Adolescents who are accepted and receive emotional support are more successful in developing as independent individuals. By accepting their child as he or she is, parents enable the child to build a kind of protection for his/her ego against threats and disparagement in the environment. The trust that parents show towards the child is the basis for building their personal self-confidence. This contributes to the adolescent being prepared to face the negative, stressful and harmful influences of the environment. However, at the same time, a conflict arises in the adolescent between the desire for their own autonomy and the need for parents, their support and guidance in building their personality. This contributes to adolescents feeling anxious and depressed, they rarely use problem-solving strategies, cognitive restructuring and in stressful situations they do not have parental support, therefore they are a risk group for developing an eating disorder.
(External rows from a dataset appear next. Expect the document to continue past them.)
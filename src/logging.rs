//! Tracing configuration and log routing.
//!
//! Logs go to stdout using a compact formatter and to a file. When `RAGSEARCH_LOG_FILE` is set,
//! logs are appended to that path; otherwise a file logger is created under
//! `logs/ragsearch.log`. A non-blocking writer keeps the file layer off request paths.
use std::sync::OnceLock;

use tracing_appender::non_blocking::{NonBlocking, WorkerGuard};
use tracing_subscriber::{EnvFilter, fmt, prelude::*};

static LOG_GUARD: OnceLock<WorkerGuard> = OnceLock::new();

/// Configure tracing subscribers for stdout and file logging.
///
/// - Respects `RUST_LOG` for filtering (defaults to `info`).
/// - Installs a compact stdout layer and, when available, a file layer.
/// - Keeps the non-blocking writer guard alive for the process lifetime.
pub fn init_tracing() {
    let env_filter = EnvFilter::try_from_default_env().unwrap_or_else(|_| EnvFilter::new("info"));
    let stdout_layer = fmt::layer().with_target(false).compact();

    let registry = tracing_subscriber::registry()
        .with(env_filter)
        .with(stdout_layer);

    if let Some(writer) = configure_file_writer() {
        let file_layer = fmt::layer()
            .with_writer(writer)
            .with_target(true)
            .with_ansi(false)
            .compact();

        registry.with(file_layer).init();
    } else {
        registry.init();
    }
}

/// Build a non-blocking writer for file logging.
///
/// Returns `None` when the logs directory cannot be created or the target file cannot be opened.
fn configure_file_writer() -> Option<NonBlocking> {
    if let Ok(path) = std::env::var("RAGSEARCH_LOG_FILE") {
        match std::fs::OpenOptions::new()
            .create(true)
            .append(true)
            .open(&path)
        {
            Ok(file) => {
                let (non_blocking, guard) = tracing_appender::non_blocking(file);
                let _ = LOG_GUARD.set(guard);
                Some(non_blocking)
            }
            Err(err) => {
                eprintln!("Failed to open log file {path}: {err}");
                None
            }
        }
    } else {
        if let Err(err) = std::fs::create_dir_all("logs") {
            eprintln!("Failed to create logs directory: {err}");
            return None;
        }
        let file_appender = tracing_appender::rolling::never("logs", "ragsearch.log");
        let (non_blocking, guard) = tracing_appender::non_blocking(file_appender);
        let _ = LOG_GUARD.set(guard);
        Some(non_blocking)
    }
}

/// Render an error and its `source()` chain as a single `a: b: c` line for log fields.
pub fn render_error_chain(error: &(dyn std::error::Error + 'static)) -> String {
    let mut rendered = error.to_string();
    let mut current = error.source();
    while let Some(cause) = current {
        rendered.push_str(": ");
        rendered.push_str(&cause.to_string());
        current = cause.source();
    }
    rendered
}

#[cfg(test)]
mod tests {
    use super::render_error_chain;
    use thiserror::Error;

    #[derive(Debug, Error)]
    #[error("outer failure")]
    struct Outer(#[source] Inner);

    #[derive(Debug, Error)]
    #[error("inner failure")]
    struct Inner;

    #[test]
    fn renders_full_cause_chain() {
        let error = Outer(Inner);
        assert_eq!(render_error_chain(&error), "outer failure: inner failure");
    }
}
use serde::{Deserialize, Serialize};

use crate::shared::text::contains_ci;

/// Спортивный объект (площадка), на котором расположены корты
#[derive(Debug, Clone, PartialEq, Serialize, Deserialize, Default)]
pub struct Venue {
    pub id: String,
    pub name: String,
    pub address: String,
    pub city: String,
    #[serde(default)]
    pub description: Option<String>,
    #[serde(default)]
    pub phone: Option<String>,
    #[serde(default)]
    pub opening_hours: Option<String>,
    #[serde(default)]
    pub amenities: Vec<String>,
    #[serde(default)]
    pub images: Vec<String>,
    #[serde(default)]
    pub cover_image: Option<String>,
    #[serde(default)]
    pub latitude: Option<f64>,
    #[serde(default)]
    pub longitude: Option<f64>,
    pub is_active: bool,
    pub created_at: String,
    pub updated_at: String,
}

impl Venue {
    /// Обложка: явная, иначе первое фото галереи
    pub fn cover(&self) -> Option<&str> {
        self.cover_image
            .as_deref()
            .filter(|s| !s.trim().is_empty())
            .or_else(|| self.images.first().map(String::as_str))
    }

    pub fn matches_query(&self, query: &str) -> bool {
        contains_ci(&self.name, query)
            || contains_ci(&self.address, query)
            || contains_ci(&self.city, query)
    }

    /// Другие активные площадки того же города, не более `limit`
    pub fn related<'a>(&self, all: &'a [Venue], limit: usize) -> Vec<&'a Venue> {
        all.iter()
            .filter(|v| v.id != self.id && v.is_active)
            .filter(|v| v.city.trim().eq_ignore_ascii_case(self.city.trim()))
            .take(limit)
            .collect()
    }
}

#[cfg(test)]
mod tests {
    use super::*;

    fn venue(id: &str, city: &str, active: bool) -> Venue {
        Venue {
            id: id.to_string(),
            name: format!("Venue {}", id),
            city: city.to_string(),
            is_active: active,
            ..Default::default()
        }
    }

    #[test]
    fn test_related_same_city_only() {
        let current = venue("1", "Hanoi", true);
        let all = vec![
            current.clone(),
            venue("2", "hanoi", true),
            venue("3", "Saigon", true),
            venue("4", "Hanoi", false),
            venue("5", "Hanoi ", true),
        ];
        let ids: Vec<&str> = current.related(&all, 5).iter().map(|v| v.id.as_str()).collect();
        assert_eq!(ids, vec!["2", "5"]);
        assert_eq!(current.related(&all, 1).len(), 1);
    }

    #[test]
    fn test_cover_falls_back_to_gallery() {
        let mut v = venue("1", "Hanoi", true);
        assert_eq!(v.cover(), None);
        v.images = vec!["a.jpg".into(), "b.jpg".into()];
        assert_eq!(v.cover(), Some("a.jpg"));
        v.cover_image = Some("cover.jpg".into());
        assert_eq!(v.cover(), Some("cover.jpg"));
    }
}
Hence, an adolescent with anorexic or bulimic disorder needs nutritional, pharmacological and psychological treatment, which will enable the resolution of problems related to inappropriate eating habits, perception and change of thoughts that will contribute to the establishment of a new and normal, balanced eating pattern, change of personal appearance and food, body and health.
Conclusion
Eating disorders that occur during adolescence take various forms, ranging from mild dissatisfaction with one’s own body through various types of behavior where with the young person tries to achieve the ideal weight, to the appearance of symptoms of eating disorders – anorexia and bulimia. Sociocultural, psychological, biological and genetic factors are part of the genesis of the occurrence of anorexic and bulimic disorders. Difficulties with self-esteem, dissatisfaction with one’s own body image, cognitive distortion followed by dysfunctional thoughts contribute to the person being worried, anxious, depressed, and therefore overeating, vomiting or dieting. The quality and type of relationship with parents plays an important role in the psychological development of the young person and their psychological functioning. Parents reward their children for the desired forms of behavior, giving them love and attention. For every parent, parenting is a pleasure and children grow up without traumatic experiences, with confidence, readiness for active participation and overcoming stressful and frustrating situations. On the other hand, parents who do not consider the needs and rights of the young person, build a cold emotional relationship with the adolescent, contribute to the adolescent experiencing himself or herself as a worthless, empty and powerless person, they are a risk factor for the development of an eating disorder, therefore it is necessary to implement adequate preventive programs through which the person in the adolescence period will develop a healthy attitude towards food and care for their health.
Conflict of Interest Statement
There is no conflict of interest.
Acknowledgement
The authors would like to express their gratitude to all participants who participated in this research.